A chatbot that asks questions could help you spot when it makes no sense
A team of researchers from MIT and Columbia University presented around 200 participants with a set of statements generated by OpenAI’s GPT-3 and asked them to determine whether they made sense logically. A statement might be something like “Video games cause people to be aggressive in the real world. A gamer stabbed another after being beaten in the online game Counter-Strike.”
Participants were divided into three groups. The first group’s statements came with no explanation at all. The second group’s statements each came with an explanation noting why it was or wasn’t logical. And the third group’s statements each came with a question that prompted readers to check the logic themselves.
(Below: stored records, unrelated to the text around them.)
//! Main application state management

use std::{
    sync::{Arc, Mutex},
    time::Instant,
};
use chrono::{DateTime, Utc};
use tokio::sync::{broadcast, watch};
use tracing::{debug, info, warn};

use crate::{
    error::{Error, Result},
    timer::{FocusTimerEngine, PhaseChange, TickOutcome, TimerConfiguration, TimerSnapshot},
};

/// Main application state owning the timer engine.
///
/// All mutation goes through the engine mutex, so ticks and commands are
/// applied one at a time in arrival order.
#[derive(Debug)]
pub struct AppState {
    engine: Arc<Mutex<FocusTimerEngine>>,
    /// Server metadata
    pub start_time: Instant,
    pub port: u16,
    pub host: String,
    /// Last action tracking
    pub last_action: Arc<Mutex<Option<String>>>,
    pub last_action_time: Arc<Mutex<Option<DateTime<Utc>>>>,
    /// Most recent failure of the phase change command
    pub last_notify_error: Arc<Mutex<Option<String>>>,
    /// Channel for snapshot updates after every mutation
    pub snapshot_tx: watch::Sender<TimerSnapshot>,
    /// Keep the receiver alive to prevent channel closure
    pub _snapshot_rx: watch::Receiver<TimerSnapshot>,
    /// Channel for Focus<->Break transitions
    pub phase_change_tx: broadcast::Sender<PhaseChange>,
}

impl AppState {
    /// Create a new AppState with a paused engine built from `config`
    pub fn new(port: u16, host: String, config: TimerConfiguration) -> Self {
        let engine = FocusTimerEngine::new(config);
        let (snapshot_tx, snapshot_rx) = watch::channel(engine.snapshot());
        let (phase_change_tx, _) = broadcast::channel(16);

        Self {
            engine: Arc::new(Mutex::new(engine)),
            start_time: Instant::now(),
            port,
            host,
            last_action: Arc::new(Mutex::new(None)),
            last_action_time: Arc::new(Mutex::new(None)),
            last_notify_error: Arc::new(Mutex::new(None)),
            snapshot_tx,
            _snapshot_rx: snapshot_rx,
            phase_change_tx,
        }
    }

    /// Apply a mutation to the engine and publish the resulting snapshot
    fn with_engine<F, T>(&self, updater: F) -> Result<(T, TimerSnapshot)>
    where
        F: FnOnce(&mut FocusTimerEngine) -> T,
    {
        let mut engine = self
            .engine
            .lock()
            .map_err(|_| Error::LockPoisoned("timer engine"))?;

        let output = updater(&mut engine);
        let snapshot = engine.snapshot();

        // Publish before releasing the lock so snapshots arrive in mutation order.
        // send_replace never fails, even with no receivers left
        self.snapshot_tx.send_replace(snapshot.clone());
        drop(engine);

        Ok((output, snapshot))
    }

    /// Run a user command and record it as the last action
    fn command<F>(&self, action: &str, updater: F) -> Result<TimerSnapshot>
    where
        F: FnOnce(&mut FocusTimerEngine),
    {
        let (_, snapshot) = self.with_engine(updater)?;

        if let Ok(mut last_action) = self.last_action.lock() {
            *last_action = Some(action.to_string());
        }
        if let Ok(mut last_time) = self.last_action_time.lock() {
            *last_time = Some(Utc::now());
        }

        info!(
            "{}: {} phase at {} ({})",
            action,
            snapshot.phase,
            snapshot.display,
            if snapshot.is_running { "running" } else { "paused" }
        );
        Ok(snapshot)
    }

    pub fn start(&self) -> Result<TimerSnapshot> {
        self.command("start", |engine| engine.start())
    }

    pub fn pause(&self) -> Result<TimerSnapshot> {
        self.command("pause", |engine| engine.pause())
    }

    pub fn toggle(&self) -> Result<TimerSnapshot> {
        self.command("toggle", |engine| engine.toggle())
    }

    pub fn reset(&self) -> Result<TimerSnapshot> {
        self.command("reset", |engine| engine.reset())
    }

    pub fn increase_focus(&self) -> Result<TimerSnapshot> {
        self.command("focus-increase", |engine| {
            if !engine.increase_focus_duration() {
                debug!(
                    "Focus increase ignored in {} phase at {} minutes",
                    engine.phase(),
                    engine.focus_minutes()
                );
            }
        })
    }

    pub fn decrease_focus(&self) -> Result<TimerSnapshot> {
        self.command("focus-decrease", |engine| {
            if !engine.decrease_focus_duration() {
                debug!(
                    "Focus decrease ignored in {} phase at {} minutes",
                    engine.phase(),
                    engine.focus_minutes()
                );
            }
        })
    }

    /// Deliver one tick to the engine.
    ///
    /// Publishes the new snapshot and, when the tick ended a phase,
    /// broadcasts the transition to phase change listeners.
    pub fn tick(&self) -> Result<TickOutcome> {
        let (outcome, _) = self.with_engine(|engine| engine.tick())?;

        if let TickOutcome::PhaseChanged(change) = outcome {
            // No subscribers is fine; nobody is listening for notifications
            if self.phase_change_tx.send(change).is_err() {
                debug!("No phase change listeners for {} -> {}", change.from, change.to);
            }
        }

        Ok(outcome)
    }

    /// Get current timer snapshot
    pub fn snapshot(&self) -> Result<TimerSnapshot> {
        self.engine
            .lock()
            .map(|engine| engine.snapshot())
            .map_err(|_| Error::LockPoisoned("timer engine"))
    }

    /// Subscribe to snapshot updates
    pub fn subscribe_snapshots(&self) -> watch::Receiver<TimerSnapshot> {
        self.snapshot_tx.subscribe()
    }

    /// Subscribe to Focus<->Break transitions
    pub fn subscribe_phase_changes(&self) -> broadcast::Receiver<PhaseChange> {
        self.phase_change_tx.subscribe()
    }

    /// Record the outcome of the latest phase change command
    pub fn set_notify_error(&self, error: Option<String>) {
        match self.last_notify_error.lock() {
            Ok(mut last) => *last = error,
            Err(e) => warn!("Failed to record notifier error: {}", e),
        }
    }

    pub fn get_notify_error(&self) -> Option<String> {
        self.last_notify_error.lock().ok().and_then(|e| e.clone())
    }

    /// Calculate server uptime as a formatted string
    pub fn get_uptime(&self) -> String {
        let duration = self.start_time.elapsed();
        let hours = duration.as_secs() / 3600;
        let minutes = (duration.as_secs() % 3600) / 60;
        let seconds = duration.as_secs() % 60;

        if hours > 0 {
            format!("{}h {}m {}s", hours, minutes, seconds)
        } else if minutes > 0 {
            format!("{}m {}s", minutes, seconds)
        } else {
            format!("{}s", seconds)
        }
    }

    /// Poison the engine mutex the way a panicking holder would
    #[cfg(test)]
    pub(crate) fn poison_engine(&self) {
        let engine = Arc::clone(&self.engine);
        let _ = std::thread::spawn(move || {
            let _guard = engine.lock();
            panic!("poisoning timer engine");
        })
        .join();
    }

    /// Get last action information
    pub fn get_last_action(&self) -> (Option<String>, Option<DateTime<Utc>>) {
        let last_action = self.last_action.lock().ok().and_then(|a| a.clone());
        let last_action_time = self.last_action_time.lock().ok().and_then(|t| *t);
        (last_action, last_action_time)
    }
}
The researchers found that the group presented with questions scored higher than the other two groups in noticing when the AI’s logic didn’t add up.
The question method also made people feel more in charge of decisions made with AI, and researchers say it can reduce the risk of overdependence on AI-generated information, according to a new peer-reviewed paper presented at the CHI Conference on Human Factors in Computing Systems in Hamburg, Germany.
When people were given a ready-made answer, they were more likely to follow the logic of the AI system, but when the AI posed a question, “people said that the AI system made them question their reactions more and help them think harder,” says MIT’s Valdemar Danry, one of the researchers behind the study.
“A big win for us was actually seeing that people felt that they were the ones who arrived at the answers and that they were in charge of what was happening. And that they had the agency and capabilities of doing that,” he says.
The researchers hope their method could help develop people’s critical thinking skills as they use AI chatbots in school or when searching for information online.
They wanted to show that you can train a model that doesn’t just provide answers but helps engage their own critical thinking, says Pat Pataranutaporn, another MIT researcher who worked on the paper.